Figure 2.

Degradation of Cdt1 results in the loss of licensing activity. (A) Metaphase-arrested extracts were supplemented with CaCl₂ plus or minus MG132 and optionally preincubated for 2 h at 23°C. Sperm nuclei were then added (10 ng DNA/μl) plus or minus recombinant Cdt1 and extracts were incubated for a further 20 min. An aliquot was then transferred to fresh geminin-treated extract and assayed for its ability to support DNA synthesis (upper chart). Chromatin was isolated from the remaining sample and immunoblotted for Mcm7, Cdt1, Orc1 and Cdc6 (lower panel). (B, C) Metaphase-arrested extracts were supplemented with GST-wtCdt1 or GST-NΔ243 constructs, released into interphase with CaCl₂ and incubated for 2 h. (B) At the indicated times, aliquots of whole extract were subjected to SDS–PAGE and immunoblotted for GST (4 ng/μl GST-Cdt1 constructs). (C) After 2 h, sperm nuclei were added (10 ng DNA/μl) and after additional 30 min incubation, chromatin was isolated and blotted for Mcm7 (0.3 ng/μl GST-Cdt1 construct).
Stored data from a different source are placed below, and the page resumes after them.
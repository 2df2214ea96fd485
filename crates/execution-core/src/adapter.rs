//! The capability surface every venue implements.

use crate::error::ExecutionError;
use crate::execution::RawExecution;
use crate::market::{Balance, Instrument, Position, PriceSnapshot};
use crate::order::{CancelTarget, OpenOrder, OrderAck, OrderAmend, OrderRequest};
use async_trait::async_trait;
use common::Venue;
use rust_decimal::Decimal;

/// Uniform order and account operations over one venue.
///
/// A venue that cannot offer a capability returns
/// [`ExecutionError::Unsupported`]; it never succeeds silently.
/// Venue failures come back as [`ExecutionError::Venue`] and are not retried.
#[async_trait]
pub trait ExchangeAdapter: Send + Sync {
    /// Venue this adapter talks to.
    fn venue(&self) -> Venue;

    /// Symbol orders are placed on.
    fn symbol(&self) -> &str;

    /// Submit a new order. Validation failures are returned before any
    /// request is sent.
    async fn place_order(&self, request: &OrderRequest) -> Result<OrderAck, ExecutionError>;

    /// Cancel one order, several orders, or everything matching a filter.
    async fn cancel_order(&self, target: &CancelTarget) -> Result<Vec<OrderAck>, ExecutionError>;

    /// Change a resting order. Venues without native amend cancel first and
    /// only place the replacement once the cancel has succeeded.
    async fn amend_order(
        &self,
        order_id: &str,
        amend: &OrderAmend,
    ) -> Result<OrderAck, ExecutionError>;

    /// Available funds in the settlement currency.
    async fn get_balance(&self) -> Result<Balance, ExecutionError>;

    async fn get_position(&self, symbol: &str) -> Result<Position, ExecutionError>;

    async fn get_prices(&self, symbol: &str) -> Result<PriceSnapshot, ExecutionError>;

    async fn get_open_orders(&self) -> Result<Vec<OpenOrder>, ExecutionError>;

    /// Execution history for the account, rows exactly as received.
    async fn get_executions(&self) -> Result<Vec<RawExecution>, ExecutionError>;

    async fn get_instrument(&self, symbol: &str) -> Result<Instrument, ExecutionError>;

    /// Price the index view is built from. Defaults to the mid price.
    async fn get_reference_price(&self, symbol: &str) -> Result<Decimal, ExecutionError> {
        self.get_prices(symbol).await?.mid()
    }
}
//! BitMEX connection settings.

use std::time::Duration;

/// Default request timeout.
const DEFAULT_TIMEOUT: Duration = Duration::from_secs(12);

/// Default client order id prefix.
const DEFAULT_ORDER_ID_PREFIX: &str = "mlk_";

/// Behaviour of the BitMEX adapter.
#[derive(Debug, Clone, PartialEq, Eq)]
pub struct BitmexSettings {
    /// Send limit orders as `ParticipateDoNotInitiate` (maker only).
    pub post_only: bool,
    /// HTTP request timeout.
    pub timeout: Duration,
    /// Prefix of generated client order ids.
    pub order_id_prefix: String,
}

impl Default for BitmexSettings {
    fn default() -> Self {
        Self {
            post_only: false,
            timeout: DEFAULT_TIMEOUT,
            order_id_prefix: DEFAULT_ORDER_ID_PREFIX.to_string(),
        }
    }
}

impl BitmexSettings {
    /// Load overrides from `BITMEX_POST_ONLY` and `BITMEX_TIMEOUT_SECS`.
    ///
    /// Unset or unparsable values keep their defaults.
    pub fn from_env() -> Self {
        let mut settings = Self::default();

        if let Some(post_only) = std::env::var("BITMEX_POST_ONLY")
            .ok()
            .and_then(|v| v.parse::<bool>().ok())
        {
            settings.post_only = post_only;
        }

        if let Some(secs) = std::env::var("BITMEX_TIMEOUT_SECS")
            .ok()
            .and_then(|v| v.parse::<u64>().ok())
        {
            settings.timeout = Duration::from_secs(secs);
        }

        settings
    }

    /// Builder method to enable or disable post-only limit orders.
    pub fn with_post_only(mut self, post_only: bool) -> Self {
        self.post_only = post_only;
        self
    }

    /// Builder method to set the client order id prefix.
    pub fn with_order_id_prefix(mut self, prefix: impl Into<String>) -> Self {
        self.order_id_prefix = prefix.into();
        self
    }
}
//! Error taxonomy shared by every adapter and the lifecycle manager.

use crate::execution::RawExecution;
use common::Venue;
use std::fmt;
use thiserror::Error;

/// Errors surfaced by the execution layer.
///
/// Validation errors (`InvalidOrder`) are raised before any network call.
/// `Venue` errors are propagated unchanged; the core never retries.
#[derive(Debug, Error)]
pub enum ExecutionError {
    /// Order fails local validation (precision, min notional, missing fields).
    #[error("invalid order: {0}")]
    InvalidOrder(String),

    /// Capability not implemented by a venue.
    #[error("{operation} is not supported on {venue}")]
    Unsupported {
        /// Venue that lacks the capability.
        venue: Venue,
        /// Name of the capability.
        operation: &'static str,
    },

    /// Instrument settles in a way exposure cannot be computed for.
    #[error("unknown instrument type for {symbol}: {future_type}")]
    UnknownInstrumentType {
        /// Instrument symbol.
        symbol: String,
        /// Type reported by the venue.
        future_type: String,
    },

    /// A status query needs at least one execution row and there is none.
    #[error("no executions recorded for client order id '{client_order_id}'")]
    EmptyHistory {
        /// The client order id that was queried.
        client_order_id: String,
    },

    /// Execution batch mixed record shapes; only returned in strict mode.
    #[error("malformed execution batch: {0}")]
    MalformedExecutionBatch(BatchReport),

    /// Venue payload is missing data the core needs.
    #[error("invalid venue data: {0}")]
    InvalidVenueData(String),

    /// Transport or API failure from the venue.
    #[error("{venue} error: {source}")]
    Venue {
        /// Venue that failed.
        venue: Venue,
        /// Underlying error.
        #[source]
        source: Box<dyn std::error::Error + Send + Sync>,
    },
}

impl ExecutionError {
    /// Wrap a venue-level error.
    pub fn venue(
        venue: Venue,
        source: impl Into<Box<dyn std::error::Error + Send + Sync>>,
    ) -> Self {
        Self::Venue {
            venue,
            source: source.into(),
        }
    }

    /// Shortcut for [`ExecutionError::Unsupported`].
    pub fn unsupported(venue: Venue, operation: &'static str) -> Self {
        Self::Unsupported { venue, operation }
    }

    /// True for transport/API failures.
    pub fn is_venue_error(&self) -> bool {
        matches!(self, Self::Venue { .. })
    }
}

/// Why an execution record was left out of the ledger.
#[derive(Debug, Clone, PartialEq, Eq)]
pub enum DiscardReason {
    /// Record belongs to a shape group with fewer fields than the kept one.
    MinorityShape,
    /// Record has the kept shape but a required field could not be read.
    Undecodable(String),
}

/// One record left out of the ledger, kept verbatim for the operator.
#[derive(Debug, Clone)]
pub struct DiscardedRecord {
    /// Number of fields in the record.
    pub field_count: usize,
    /// Why it was discarded.
    pub reason: DiscardReason,
    /// The record as received.
    pub record: RawExecution,
}

/// Diagnostic produced when an execution batch could not be used as-is.
#[derive(Debug, Clone, Default)]
pub struct BatchReport {
    /// Field count of the shape that was kept.
    pub kept_field_count: usize,
    /// Number of records kept.
    pub kept: usize,
    /// Records that were discarded.
    pub discarded: Vec<DiscardedRecord>,
}

impl BatchReport {
    /// Number of discarded records.
    pub fn discarded_count(&self) -> usize {
        self.discarded.len()
    }

    /// Distinct field counts among discarded records, ascending.
    pub fn discarded_shapes(&self) -> Vec<usize> {
        let mut shapes: Vec<usize> = self.discarded.iter().map(|d| d.field_count).collect();
        shapes.sort_unstable();
        shapes.dedup();
        shapes
    }
}

impl fmt::Display for BatchReport {
    fn fmt(&self, f: &mut fmt::Formatter<'_>) -> fmt::Result {
        write!(
            f,
            "kept {} records with {} fields, discarded {} (shapes {:?})",
            self.kept,
            self.kept_field_count,
            self.discarded.len(),
            self.discarded_shapes()
        )
    }
}
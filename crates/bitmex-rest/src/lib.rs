//! BitMEX REST API client and execution adapter.
//!
//! This crate provides:
//!
//! - **Signing**: `api-expires` / `api-key` / `api-signature` headers on
//!   every request
//! - **Order management**: place, amend (native PUT), bulk cancel and
//!   cancel-all with a filter
//! - **Account and market data**: margin, position, execution history,
//!   instrument and last index trade
//! - **Adapter**: [`BitmexAdapter`] implements `ExchangeAdapter`
//!
//! # Example
//!
//! ```rust,ignore
//! use auth::ApiCredentials;
//! use bitmex_rest::{BitmexAdapter, BitmexRestClient, BitmexSettings};
//! use common::{Environment, Venue};
//!
//! let settings = BitmexSettings::from_env();
//! let credentials = ApiCredentials::from_env(Venue::Bitmex)?;
//! let client = BitmexRestClient::new(credentials, Environment::Testnet, settings.timeout)?;
//! let adapter = BitmexAdapter::new(client, "XBTUSD", settings);
//! ```

mod adapter;
mod client;
mod error;
mod responses;
mod settings;

pub use adapter::{settlement_index, BitmexAdapter, POST_ONLY_INSTRUCTION};
pub use client::BitmexRestClient;
pub use error::BitmexRestError;
pub use responses::{
    AmendOrder, BitmexInstrument, BitmexOrder, BitmexPosition, ErrorDetail, ErrorResponse, Margin,
    NewOrder, TradePrice,
};
pub use settings::BitmexSettings;
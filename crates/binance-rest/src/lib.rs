//! Binance REST API client and execution adapter.
//!
//! This crate provides:
//!
//! - **Time synchronization**: Adjusts for clock skew between local and server time
//! - **Order management**: Place, query, and cancel orders with proper signing
//! - **Symbol filters**: Lot size, tick size and min notional from exchange info
//! - **Adapter**: [`BinanceAdapter`] implements `ExchangeAdapter`, quantizing
//!   every order and emulating amend with cancel then place
//!
//! # Example
//!
//! ```rust,ignore
//! use auth::ApiCredentials;
//! use binance_rest::{BinanceAdapter, BinanceRestClient};
//! use common::{Environment, Venue};
//!
//! let credentials = ApiCredentials::from_env(Venue::Binance)?;
//! let client = BinanceRestClient::new(credentials, Environment::Testnet)?;
//! let adapter = BinanceAdapter::connect(client, "BTCUSDT").await?;
//!
//! let ack = adapter
//!     .place_order(&OrderRequest::limit(Side::Buy, dec!(0.001), dec!(50000)))
//!     .await?;
//! ```

mod adapter;
mod client;
mod error;
mod responses;

pub use adapter::BinanceAdapter;
pub use client::BinanceRestClient;
pub use error::BinanceRestError;
pub use responses::{
    AccountResponse, AssetBalance, BookTickerResponse, CancelOrderResponse, ExchangeInfoResponse,
    NewOrderResponse, OrderFill, OrderQueryResponse, ServerTimeResponse, SymbolInfo,
};
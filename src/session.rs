//! Game session: the simulation plus its collaborators
//!
//! A [`Session`] owns the [`GameState`], the random source, the best-score
//! store and an optional event sink. Hosts drive it one tick at a time and
//! read [`Snapshot`]s for drawing.

use serde::Serialize;

use crate::error::ConfigError;
use crate::highscores::ScoreStore;
use crate::sim::{
    self, Ally, GameEvent, GamePhase, GameState, Hazard, InputSource, Pickup, PlayerState,
    Projectile, RandomSource, TickInput, seeded,
};
use crate::tuning::Tuning;

/// Receives every event raised by a tick (audio, analytics, effects)
pub trait EventSink {
    fn on_event(&mut self, event: &GameEvent);
}

/// Read-only view of one tick's result, for presentation
#[derive(Debug, Serialize)]
pub struct Snapshot<'a> {
    pub phase: GamePhase,
    pub time_ticks: u64,
    pub score: u64,
    pub best_score: u64,
    pub ally_capacity: u32,
    pub player: &'a PlayerState,
    pub projectiles: &'a [Projectile],
    pub hazards: &'a [Hazard],
    pub pickups: &'a [Pickup],
    pub allies: &'a [Ally],
}

impl Snapshot<'_> {
    /// One-line status panel
    pub fn hud_line(&self) -> String {
        let p = self.player;
        let mut line = format!(
            "Score: {} | Best: {} | HP: {} | Damage: {}x{}x{} | Shots: {} | Allies: {}/{}",
            self.score,
            self.best_score,
            p.hp,
            p.base_damage,
            p.permanent_damage,
            p.temporary_damage,
            p.fire_tier,
            self.allies.len(),
            self.ally_capacity,
        );
        if p.damage_timer > 0 {
            line.push_str(&format!(" | Boost: {}s", p.damage_timer / 60));
        }
        line
    }
}

/// One play session and its collaborators
pub struct Session {
    state: GameState,
    rng: Box<dyn RandomSource>,
    store: Box<dyn ScoreStore>,
    sink: Option<Box<dyn EventSink>>,
    best_score: u64,
}

impl Session {
    /// Build a session; rejects an invalid tuning before any tick runs
    pub fn new(
        tuning: Tuning,
        rng: Box<dyn RandomSource>,
        store: Box<dyn ScoreStore>,
    ) -> Result<Self, ConfigError> {
        let state = GameState::new(tuning)?;
        let best_score = store.load_best_score();
        log::info!("Session started (best score {})", best_score);
        Ok(Self {
            state,
            rng,
            store,
            sink: None,
            best_score,
        })
    }

    /// Session driven by a seeded PCG stream
    pub fn with_seed(tuning: Tuning, seed: u64, store: Box<dyn ScoreStore>) -> Result<Self, ConfigError> {
        log::info!("Seeding run with {}", seed);
        Self::new(tuning, Box::new(seeded(seed)), store)
    }

    pub fn with_event_sink(mut self, sink: Box<dyn EventSink>) -> Self {
        self.sink = Some(sink);
        self
    }

    /// Run one tick with the given input
    pub fn tick(&mut self, input: &TickInput) {
        let was_over = self.state.is_game_over();
        sim::tick(&mut self.state, input, self.rng.as_mut());

        if let Some(sink) = self.sink.as_mut() {
            for event in &self.state.events {
                sink.on_event(event);
            }
        }

        if !was_over && self.state.is_game_over() {
            self.record_best();
        }
    }

    /// Poll `input` once, then tick
    pub fn step(&mut self, input: &mut dyn InputSource) {
        let input = input.poll(&self.state);
        self.tick(&input);
    }

    fn record_best(&mut self) {
        let score = self.state.score;
        if score > self.best_score {
            log::info!("New best score {} (was {})", score, self.best_score);
            self.best_score = score;
            self.store.save_best_score(score);
        }
    }

    /// Start over from defaults, from any phase
    pub fn reset(&mut self) {
        self.state.reset();
        log::info!("Session reset");
    }

    pub fn is_game_over(&self) -> bool {
        self.state.is_game_over()
    }

    pub fn score(&self) -> u64 {
        self.state.score
    }

    pub fn best_score(&self) -> u64 {
        self.best_score
    }

    pub fn state(&self) -> &GameState {
        &self.state
    }

    /// Direct state access for tooling and scripted scenarios
    pub fn state_mut(&mut self) -> &mut GameState {
        &mut self.state
    }

    pub fn snapshot(&self) -> Snapshot<'_> {
        let registry = &self.state.registry;
        debug_assert!(registry.hazards.iter().all(|h| h.strength > 0.0));
        Snapshot {
            phase: self.state.phase,
            time_ticks: self.state.time_ticks,
            score: self.state.score,
            best_score: self.best_score,
            ally_capacity: self.state.tuning.ally_capacity,
            player: &self.state.player,
            projectiles: &registry.projectiles,
            hazards: &registry.hazards,
            pickups: &registry.pickups,
            allies: &registry.allies,
        }
    }
}
//! Fixed-step scheduling
//!
//! Hosts call [`FixedStepRunner::advance`] once per frame with the real
//! elapsed time; the runner converts it into whole simulation ticks.

use crate::consts::{MAX_SUBSTEPS, SIM_DT};
use crate::session::Session;
use crate::sim::InputSource;

/// Longest frame the runner will try to catch up on
const MAX_FRAME_DT: f32 = 0.1;

#[derive(Debug, Clone)]
pub struct FixedStepRunner {
    step: f32,
    max_substeps: u32,
    accumulator: f32,
}

impl Default for FixedStepRunner {
    fn default() -> Self {
        Self::new(SIM_DT, MAX_SUBSTEPS)
    }
}

impl FixedStepRunner {
    pub fn new(step: f32, max_substeps: u32) -> Self {
        Self {
            step,
            max_substeps: max_substeps.max(1),
            accumulator: 0.0,
        }
    }

    /// Run as many ticks as `frame_dt` covers; returns ticks run
    pub fn advance(
        &mut self,
        session: &mut Session,
        input: &mut dyn InputSource,
        frame_dt: f32,
    ) -> u32 {
        self.accumulator += frame_dt.clamp(0.0, MAX_FRAME_DT);

        let mut substeps = 0;
        while self.accumulator >= self.step && substeps < self.max_substeps {
            session.step(input);
            self.accumulator -= self.step;
            substeps += 1;
        }

        // Drop backlog we refused to simulate
        if substeps == self.max_substeps {
            self.accumulator = self.accumulator.min(self.step);
        }
        substeps
    }

    /// Fraction of a tick left over, for render interpolation
    pub fn alpha(&self) -> f32 {
        (self.accumulator / self.step).clamp(0.0, 1.0)
    }
}
//! Error types for session construction and tuning loads

use thiserror::Error;

/// A tuning value outside its accepted range.
///
/// Raised once, when a session is built. The simulation itself never
/// produces these; it clamps only where the rules say to (hp, player x,
/// multiplier caps).
#[derive(Debug, Clone, PartialEq, Error)]
pub enum ConfigError {
    #[error("{field} must be positive and finite (got {value})")]
    NotPositive { field: &'static str, value: f32 },

    #[error("{field} must be at least 1 (got {value})")]
    BelowOne { field: &'static str, value: f32 },

    #[error("{field} must be a probability in [0, 1] (got {value})")]
    NotProbability { field: &'static str, value: f32 },

    #[error("{field} must be in {min}..={max} (got {value})")]
    OutOfRange {
        field: &'static str,
        value: i64,
        min: i64,
        max: i64,
    },

    #[error("{field} must be in [{min}, {max}] (got {value})")]
    NotWithin {
        field: &'static str,
        value: f32,
        min: f32,
        max: f32,
    },

    #[error("min_spawn_interval ({min}) exceeds base_spawn_interval ({base})")]
    SpawnFloorAboveBase { min: u32, base: u32 },

    #[error("player width {width} does not fit in field width {field_width}")]
    PlayerTooWide { width: f32, field_width: f32 },
}

/// Failure while reading a tuning override file.
#[derive(Debug, Error)]
pub enum TuningLoadError {
    #[error("failed to read tuning file: {0}")]
    Io(#[from] std::io::Error),

    #[error("malformed tuning JSON: {0}")]
    Parse(#[from] serde_json::Error),

    #[error(transparent)]
    Invalid(#[from] ConfigError),
}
The left panel shows 3 ng of each construct blotted for GST. (D) Metaphase-arrested extracts were supplemented with sperm nuclei (10 ng DNA/μl) plus or minus MG132 and then released into interphase with CaCl₂. At the indicated times, aliquots of whole extract (upper panels) or isolated chromatin (lower panels) were subjected to SDS–PAGE and immunoblotted for Cdt1, geminin or Mcm7.